WHAT THIS TASK INVOLVES: Whenever a line in the data holds the string "info", copy that line.

SUPPLIED ENTRIES:
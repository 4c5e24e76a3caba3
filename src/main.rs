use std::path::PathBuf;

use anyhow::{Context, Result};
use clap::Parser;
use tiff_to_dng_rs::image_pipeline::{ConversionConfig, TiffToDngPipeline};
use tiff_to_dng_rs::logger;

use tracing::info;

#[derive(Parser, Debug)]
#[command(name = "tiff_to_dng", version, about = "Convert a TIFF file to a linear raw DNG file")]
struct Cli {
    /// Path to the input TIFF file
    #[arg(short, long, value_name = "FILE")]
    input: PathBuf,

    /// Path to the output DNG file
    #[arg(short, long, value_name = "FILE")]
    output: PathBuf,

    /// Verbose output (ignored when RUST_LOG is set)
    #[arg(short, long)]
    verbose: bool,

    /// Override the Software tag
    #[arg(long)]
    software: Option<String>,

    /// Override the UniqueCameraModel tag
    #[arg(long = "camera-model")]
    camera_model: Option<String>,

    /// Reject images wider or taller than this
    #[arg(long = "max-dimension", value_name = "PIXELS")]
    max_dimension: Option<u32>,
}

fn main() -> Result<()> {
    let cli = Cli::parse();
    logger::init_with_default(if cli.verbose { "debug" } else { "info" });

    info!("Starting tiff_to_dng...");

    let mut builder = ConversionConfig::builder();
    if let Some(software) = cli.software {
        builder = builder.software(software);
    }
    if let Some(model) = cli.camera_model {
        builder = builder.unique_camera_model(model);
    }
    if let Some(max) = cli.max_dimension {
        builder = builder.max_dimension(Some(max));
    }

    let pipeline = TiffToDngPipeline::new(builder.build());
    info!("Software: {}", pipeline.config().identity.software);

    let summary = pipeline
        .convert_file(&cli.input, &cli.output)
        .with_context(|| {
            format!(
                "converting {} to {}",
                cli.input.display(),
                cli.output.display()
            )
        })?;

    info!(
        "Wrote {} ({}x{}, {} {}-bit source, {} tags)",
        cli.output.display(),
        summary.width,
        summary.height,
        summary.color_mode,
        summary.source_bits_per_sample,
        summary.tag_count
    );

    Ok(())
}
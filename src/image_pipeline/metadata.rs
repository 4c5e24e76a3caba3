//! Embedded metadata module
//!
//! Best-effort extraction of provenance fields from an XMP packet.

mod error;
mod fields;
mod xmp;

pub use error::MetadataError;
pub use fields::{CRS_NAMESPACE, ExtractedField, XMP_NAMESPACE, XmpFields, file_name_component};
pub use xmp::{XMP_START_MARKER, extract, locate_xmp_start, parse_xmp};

ANSWER SPACE:
use tracing::info;
    logger::init_with_default(if cli.verbose { "debug" } else { "info" });
    info!("Starting tiff_to_dng...");
    info!("Software: {}", pipeline.config().identity.software);
    info!(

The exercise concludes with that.